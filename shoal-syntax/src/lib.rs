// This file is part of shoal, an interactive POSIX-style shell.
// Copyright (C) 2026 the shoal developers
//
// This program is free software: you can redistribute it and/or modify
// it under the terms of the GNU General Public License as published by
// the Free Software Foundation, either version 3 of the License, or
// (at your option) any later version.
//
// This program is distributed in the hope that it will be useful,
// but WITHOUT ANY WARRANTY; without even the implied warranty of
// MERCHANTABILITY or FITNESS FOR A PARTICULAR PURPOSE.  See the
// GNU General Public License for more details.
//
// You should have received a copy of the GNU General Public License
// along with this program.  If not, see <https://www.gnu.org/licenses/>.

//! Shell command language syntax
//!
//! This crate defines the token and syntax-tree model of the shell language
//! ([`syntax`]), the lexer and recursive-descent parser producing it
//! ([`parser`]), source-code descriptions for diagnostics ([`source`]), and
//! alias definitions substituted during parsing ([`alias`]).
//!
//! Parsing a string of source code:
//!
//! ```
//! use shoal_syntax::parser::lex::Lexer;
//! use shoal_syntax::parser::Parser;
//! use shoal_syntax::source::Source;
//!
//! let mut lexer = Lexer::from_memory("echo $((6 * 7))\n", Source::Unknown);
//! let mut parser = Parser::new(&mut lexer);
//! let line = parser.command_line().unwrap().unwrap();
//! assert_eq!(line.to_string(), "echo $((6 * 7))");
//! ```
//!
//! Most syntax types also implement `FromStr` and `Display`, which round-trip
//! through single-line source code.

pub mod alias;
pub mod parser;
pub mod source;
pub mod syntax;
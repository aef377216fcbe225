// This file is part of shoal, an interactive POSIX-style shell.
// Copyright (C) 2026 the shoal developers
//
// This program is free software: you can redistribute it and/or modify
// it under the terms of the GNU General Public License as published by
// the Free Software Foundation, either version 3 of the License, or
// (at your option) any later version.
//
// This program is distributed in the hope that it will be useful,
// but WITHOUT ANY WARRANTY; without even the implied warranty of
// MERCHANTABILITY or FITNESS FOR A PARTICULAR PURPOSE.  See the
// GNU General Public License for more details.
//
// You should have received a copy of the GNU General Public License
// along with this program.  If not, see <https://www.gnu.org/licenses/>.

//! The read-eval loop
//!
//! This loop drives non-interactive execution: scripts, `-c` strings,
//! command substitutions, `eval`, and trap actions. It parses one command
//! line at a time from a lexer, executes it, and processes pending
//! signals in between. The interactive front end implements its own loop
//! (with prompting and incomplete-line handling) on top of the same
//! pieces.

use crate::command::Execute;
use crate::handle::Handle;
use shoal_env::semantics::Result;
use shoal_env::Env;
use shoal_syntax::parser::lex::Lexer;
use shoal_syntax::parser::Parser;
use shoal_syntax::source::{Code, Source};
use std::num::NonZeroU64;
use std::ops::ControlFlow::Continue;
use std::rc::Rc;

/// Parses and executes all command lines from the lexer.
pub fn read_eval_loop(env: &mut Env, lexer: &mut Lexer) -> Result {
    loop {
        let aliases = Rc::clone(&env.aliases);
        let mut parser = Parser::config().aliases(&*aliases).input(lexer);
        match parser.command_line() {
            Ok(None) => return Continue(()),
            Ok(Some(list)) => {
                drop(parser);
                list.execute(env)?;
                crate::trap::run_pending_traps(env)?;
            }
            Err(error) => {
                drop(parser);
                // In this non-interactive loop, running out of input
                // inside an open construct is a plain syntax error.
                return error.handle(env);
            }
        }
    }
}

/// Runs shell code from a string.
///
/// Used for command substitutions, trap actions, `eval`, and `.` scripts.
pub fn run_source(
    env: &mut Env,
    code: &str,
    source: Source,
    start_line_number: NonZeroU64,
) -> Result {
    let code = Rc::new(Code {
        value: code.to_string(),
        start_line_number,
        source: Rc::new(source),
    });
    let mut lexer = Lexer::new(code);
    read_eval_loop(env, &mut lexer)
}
---
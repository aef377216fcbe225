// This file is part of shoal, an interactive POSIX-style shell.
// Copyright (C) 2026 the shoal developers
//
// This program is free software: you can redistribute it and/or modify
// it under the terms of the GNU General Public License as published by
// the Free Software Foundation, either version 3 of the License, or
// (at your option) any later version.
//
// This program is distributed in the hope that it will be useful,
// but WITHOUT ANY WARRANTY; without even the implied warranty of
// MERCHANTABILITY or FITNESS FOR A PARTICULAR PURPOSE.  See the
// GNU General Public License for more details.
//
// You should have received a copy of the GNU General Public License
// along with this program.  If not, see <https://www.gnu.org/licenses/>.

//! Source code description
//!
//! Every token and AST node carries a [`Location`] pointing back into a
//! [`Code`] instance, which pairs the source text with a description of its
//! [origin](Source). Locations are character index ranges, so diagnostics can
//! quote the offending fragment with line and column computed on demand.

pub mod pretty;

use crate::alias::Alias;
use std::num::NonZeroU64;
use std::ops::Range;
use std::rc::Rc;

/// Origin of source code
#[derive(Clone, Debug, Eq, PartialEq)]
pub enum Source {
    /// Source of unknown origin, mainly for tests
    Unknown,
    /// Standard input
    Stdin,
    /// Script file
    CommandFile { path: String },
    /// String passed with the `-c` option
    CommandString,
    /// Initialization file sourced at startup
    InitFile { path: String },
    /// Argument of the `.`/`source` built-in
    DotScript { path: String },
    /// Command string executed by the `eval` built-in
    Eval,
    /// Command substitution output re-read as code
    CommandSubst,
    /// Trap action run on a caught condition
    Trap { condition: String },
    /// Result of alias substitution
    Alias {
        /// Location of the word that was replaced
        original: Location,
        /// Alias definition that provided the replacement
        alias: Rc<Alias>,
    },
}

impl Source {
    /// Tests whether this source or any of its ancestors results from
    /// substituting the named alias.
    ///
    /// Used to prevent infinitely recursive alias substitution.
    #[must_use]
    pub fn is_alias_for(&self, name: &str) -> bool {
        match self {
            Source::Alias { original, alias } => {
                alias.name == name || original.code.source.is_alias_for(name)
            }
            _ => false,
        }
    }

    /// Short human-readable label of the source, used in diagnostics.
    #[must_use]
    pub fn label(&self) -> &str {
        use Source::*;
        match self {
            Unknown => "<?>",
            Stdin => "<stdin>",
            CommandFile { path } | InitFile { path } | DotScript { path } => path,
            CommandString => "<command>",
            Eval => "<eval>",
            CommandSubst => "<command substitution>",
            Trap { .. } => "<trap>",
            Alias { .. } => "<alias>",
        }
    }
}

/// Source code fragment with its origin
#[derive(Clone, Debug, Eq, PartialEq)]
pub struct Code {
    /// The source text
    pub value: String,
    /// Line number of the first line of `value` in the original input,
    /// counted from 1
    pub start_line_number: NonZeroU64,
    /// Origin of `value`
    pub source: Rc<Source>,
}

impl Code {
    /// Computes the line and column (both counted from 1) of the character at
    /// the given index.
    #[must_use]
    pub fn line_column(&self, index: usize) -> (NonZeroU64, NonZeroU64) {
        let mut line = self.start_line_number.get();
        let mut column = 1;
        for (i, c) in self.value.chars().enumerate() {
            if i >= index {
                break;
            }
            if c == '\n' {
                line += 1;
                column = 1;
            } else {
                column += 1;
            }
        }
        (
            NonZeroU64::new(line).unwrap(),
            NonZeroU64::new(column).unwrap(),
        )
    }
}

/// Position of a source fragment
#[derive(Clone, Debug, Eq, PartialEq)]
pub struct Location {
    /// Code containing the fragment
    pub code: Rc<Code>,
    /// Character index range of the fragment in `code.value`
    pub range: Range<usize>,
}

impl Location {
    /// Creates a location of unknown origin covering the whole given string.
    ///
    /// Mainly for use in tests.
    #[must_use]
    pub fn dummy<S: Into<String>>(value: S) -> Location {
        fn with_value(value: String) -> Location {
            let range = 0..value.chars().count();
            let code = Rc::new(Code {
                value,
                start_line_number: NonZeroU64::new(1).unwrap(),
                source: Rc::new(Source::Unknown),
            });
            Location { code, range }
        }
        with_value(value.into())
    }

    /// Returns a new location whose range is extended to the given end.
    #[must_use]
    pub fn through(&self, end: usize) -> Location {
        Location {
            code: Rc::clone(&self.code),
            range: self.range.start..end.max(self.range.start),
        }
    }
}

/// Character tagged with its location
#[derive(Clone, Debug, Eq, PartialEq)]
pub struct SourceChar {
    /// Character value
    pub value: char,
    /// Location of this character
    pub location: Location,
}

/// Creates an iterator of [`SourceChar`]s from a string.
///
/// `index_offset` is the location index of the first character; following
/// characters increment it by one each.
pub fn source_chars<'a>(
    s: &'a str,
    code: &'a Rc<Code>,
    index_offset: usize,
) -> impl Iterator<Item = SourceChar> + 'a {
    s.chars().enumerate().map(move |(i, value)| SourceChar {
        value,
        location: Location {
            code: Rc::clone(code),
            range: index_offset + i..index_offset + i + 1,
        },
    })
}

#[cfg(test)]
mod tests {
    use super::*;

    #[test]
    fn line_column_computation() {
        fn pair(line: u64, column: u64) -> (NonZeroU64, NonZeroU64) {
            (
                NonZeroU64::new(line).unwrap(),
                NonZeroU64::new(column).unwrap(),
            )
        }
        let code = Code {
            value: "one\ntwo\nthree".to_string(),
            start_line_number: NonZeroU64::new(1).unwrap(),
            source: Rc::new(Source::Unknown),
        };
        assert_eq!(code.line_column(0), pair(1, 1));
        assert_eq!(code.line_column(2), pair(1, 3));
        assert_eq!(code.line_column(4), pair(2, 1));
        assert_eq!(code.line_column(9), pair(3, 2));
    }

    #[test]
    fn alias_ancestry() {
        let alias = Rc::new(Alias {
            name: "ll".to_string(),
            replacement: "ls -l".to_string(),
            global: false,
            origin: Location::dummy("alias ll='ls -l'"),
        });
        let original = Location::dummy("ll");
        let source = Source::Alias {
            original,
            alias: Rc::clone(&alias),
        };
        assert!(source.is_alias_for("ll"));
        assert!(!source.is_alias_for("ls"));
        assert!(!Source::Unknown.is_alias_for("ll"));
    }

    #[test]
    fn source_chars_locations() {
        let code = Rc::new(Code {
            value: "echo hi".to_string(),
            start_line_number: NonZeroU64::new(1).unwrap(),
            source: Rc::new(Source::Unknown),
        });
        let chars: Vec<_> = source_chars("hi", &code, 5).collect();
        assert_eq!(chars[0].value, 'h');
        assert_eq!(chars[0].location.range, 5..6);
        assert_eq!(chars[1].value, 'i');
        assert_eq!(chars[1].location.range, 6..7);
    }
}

Task
In the data above, find each line that has the word "InitFile" and copy it out.

Task answer
    InitFile { path: String },
            CommandFile { path } | InitFile { path } | DotScript { path } => path,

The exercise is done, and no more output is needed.